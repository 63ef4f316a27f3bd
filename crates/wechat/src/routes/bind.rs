//! Account-binding pages.
//!
//! Opened from the official-account menu inside the WeChat browser. The
//! OAuth `code` identifies the visitor; every later form post carries the
//! signed ticket issued when the page was rendered.

use askama::Template;
use askama_web::WebTemplate;
use axum::{
    Form,
    extract::{Query, State},
    http::{HeaderMap, StatusCode, header},
    response::{IntoResponse, Redirect, Response},
};
use secrecy::SecretString;
use serde::Deserialize;
use tracing::{info, instrument};

use zhiweijz_core::{AccountBookId, Email, ExternalId, UserId};

use crate::binding::{BindingError, BindingPage, Selection};
use crate::error::{AppError, Result};
use crate::filters;
use crate::models::{AccountBook, AccountUser};
use crate::state::{AppState, WechatIntegration};
use crate::wechat::client::authorize_url;

/// OAuth `state` round-tripped through the authorize redirect.
const OAUTH_STATE: &str = "binding";

const CREDENTIALS_REJECTED: &str = "邮箱或密码错误，请重试。";
const INVALID_EMAIL: &str = "请输入有效的邮箱地址。";

// =============================================================================
// Form Types
// =============================================================================

/// Query parameters on the OAuth redirect.
#[derive(Debug, Deserialize)]
pub struct BindQuery {
    pub code: Option<String>,
}

/// Credentials or book selection, posted to the same endpoint.
#[derive(Debug, Deserialize)]
#[serde(rename_all = "camelCase")]
pub struct BindForm {
    pub external_id: String,
    pub ticket: String,
    pub email: Option<String>,
    pub password: Option<String>,
    pub user_id: Option<String>,
    pub account_book_id: Option<String>,
}

/// Unbind confirmation.
#[derive(Debug, Deserialize)]
#[serde(rename_all = "camelCase")]
pub struct UnbindForm {
    pub external_id: String,
    pub ticket: String,
}

// =============================================================================
// Templates
// =============================================================================

/// Credentials form.
#[derive(Template, WebTemplate)]
#[template(path = "bind/form.html")]
pub struct FormTemplate {
    pub external_id: String,
    pub ticket: String,
    pub email: String,
    pub error: Option<&'static str>,
}

/// One selectable book.
#[derive(Debug, Clone)]
pub struct BookOption {
    pub id: String,
    pub name: String,
    pub label: String,
    pub is_default: bool,
    pub selected: bool,
}

/// Book selection, optionally with the unbind action.
#[derive(Template, WebTemplate)]
#[template(path = "bind/select.html")]
pub struct SelectTemplate {
    pub external_id: String,
    pub ticket: String,
    pub user_id: String,
    pub user_name: String,
    /// Name and label of the book currently bound
    pub current: Option<String>,
    pub books: Vec<BookOption>,
    pub rebinding: bool,
}

#[derive(Template, WebTemplate)]
#[template(path = "bind/success.html")]
pub struct SuccessTemplate {
    pub user_name: String,
    pub book_name: String,
    pub book_label: String,
}

#[derive(Template, WebTemplate)]
#[template(path = "bind/unbound.html")]
pub struct UnboundTemplate;

impl SelectTemplate {
    fn new(
        external_id: &ExternalId,
        ticket: String,
        user: &AccountUser,
        current: Option<&AccountBook>,
        books: &[AccountBook],
    ) -> Self {
        let books = books
            .iter()
            .map(|book| BookOption {
                id: book.id.to_string(),
                name: book.name.clone(),
                label: book.kind_label(),
                is_default: book.is_default,
                selected: current.is_some_and(|c| c.id == book.id),
            })
            .collect();

        Self {
            external_id: external_id.to_string(),
            ticket,
            user_id: user.id.to_string(),
            user_name: user.display_name(),
            current: current.map(|c| format!("{} {}", c.name, c.kind_label())),
            books,
            rebinding: current.is_some(),
        }
    }
}

// =============================================================================
// Handlers
// =============================================================================

fn integration(state: &AppState) -> Result<&WechatIntegration> {
    state.wechat().ok_or(AppError::NotConfigured)
}

fn is_client_browser(headers: &HeaderMap) -> bool {
    headers
        .get(header::USER_AGENT)
        .and_then(|v| v.to_str().ok())
        .is_some_and(|ua| ua.contains("MicroMessenger"))
}

fn parse_external_id(raw: &str) -> Result<ExternalId> {
    ExternalId::parse(raw).map_err(|e| AppError::BadRequest(e.to_string()))
}

/// Open the binding page.
///
/// Without a `code` the visitor is sent through the platform's silent OAuth
/// authorization, which redirects back here with one.
#[instrument(skip(state, headers, query))]
pub async fn page(
    State(state): State<AppState>,
    headers: HeaderMap,
    Query(query): Query<BindQuery>,
) -> Result<Response> {
    let wechat = integration(&state)?;

    if state.config().webhook.require_client_browser && !is_client_browser(&headers) {
        return Err(AppError::ClientBrowserRequired);
    }

    let Some(code) = query.code.filter(|c| !c.trim().is_empty()) else {
        let url = authorize_url(&wechat.app_id, &state.config().bind_url(), OAUTH_STATE)
            .map_err(|e| AppError::Internal(e.to_string()))?;
        return Ok(Redirect::to(url.as_str()).into_response());
    };

    let identity = wechat.identity.as_ref().ok_or(AppError::NotConfigured)?;
    let external_id = identity.resolve(&code).await?;

    let page = match wechat.bindings.open(&external_id).await? {
        BindingPage::Form { ticket } => FormTemplate {
            external_id: external_id.to_string(),
            ticket,
            email: String::new(),
            error: None,
        }
        .into_response(),
        BindingPage::Rebind {
            ticket,
            user,
            current,
            books,
        } => {
            let mut page = SelectTemplate::new(&external_id, ticket, &user, current.as_ref(), &books);
            // bound without a usable book still offers unbinding
            page.rebinding = true;
            page.into_response()
        }
    };
    Ok(page)
}

/// Submit credentials or a book selection.
#[instrument(skip(state, form))]
pub async fn submit(State(state): State<AppState>, Form(form): Form<BindForm>) -> Result<Response> {
    let wechat = integration(&state)?;
    let external_id = parse_external_id(&form.external_id)?;

    match (form.email, form.password, form.user_id, form.account_book_id) {
        (Some(email), Some(password), _, _) => {
            let Ok(email) = Email::parse(&email) else {
                return Ok(credentials_form(&external_id, form.ticket, email, INVALID_EMAIL));
            };
            let password = SecretString::from(password);

            match wechat
                .bindings
                .submit_credentials(&external_id, &form.ticket, &email, &password)
                .await
            {
                Ok(verified) => Ok(SelectTemplate::new(
                    &external_id,
                    verified.ticket,
                    &verified.user,
                    None,
                    &verified.books,
                )
                .into_response()),
                Err(BindingError::CredentialsRejected) => Ok(credentials_form(
                    &external_id,
                    form.ticket,
                    email.as_str().to_string(),
                    CREDENTIALS_REJECTED,
                )),
                Err(e) => Err(e.into()),
            }
        }
        (_, _, Some(user_id), Some(book_id)) => {
            let user_id =
                UserId::parse(&user_id).map_err(|e| AppError::BadRequest(e.to_string()))?;
            let book_id =
                AccountBookId::parse(&book_id).map_err(|e| AppError::BadRequest(e.to_string()))?;

            let Selection {
                binding,
                book,
                changed,
            } = wechat
                .bindings
                .select_account_book(&external_id, &form.ticket, user_id, book_id)
                .await?;
            info!(%external_id, version = binding.version, changed, "Binding page selection");

            let user_name = wechat
                .bindings
                .summary(&external_id)
                .await?
                .and_then(|summary| summary.user)
                .map(|user| user.display_name())
                .unwrap_or_default();

            Ok(SuccessTemplate {
                user_name,
                book_label: book.kind_label(),
                book_name: book.name,
            }
            .into_response())
        }
        _ => Err(AppError::BadRequest("incomplete binding form".to_string())),
    }
}

/// Remove the binding.
#[instrument(skip(state, form))]
pub async fn unbind(
    State(state): State<AppState>,
    Form(form): Form<UnbindForm>,
) -> Result<impl IntoResponse> {
    let wechat = integration(&state)?;
    let external_id = parse_external_id(&form.external_id)?;

    wechat.bindings.unbind(&external_id, &form.ticket).await?;
    Ok(UnboundTemplate)
}

fn credentials_form(
    external_id: &ExternalId,
    ticket: String,
    email: String,
    error: &'static str,
) -> Response {
    (
        StatusCode::UNAUTHORIZED,
        FormTemplate {
            external_id: external_id.to_string(),
            ticket,
            email,
            error: Some(error),
        },
    )
        .into_response()
}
----------
▶ **Work to be completed**
Beginning with the first line above, could you copy every line exactly, up to and including the one with "post carries the"?

▶ **Task output**
repository 63ef4f316a27f3bd
filename crates/wechat/src/routes/bind.rs
//! Account-binding pages.
//!
//! Opened from the official-account menu inside the WeChat browser. The
//! OAuth `code` identifies the visitor; every later form post carries the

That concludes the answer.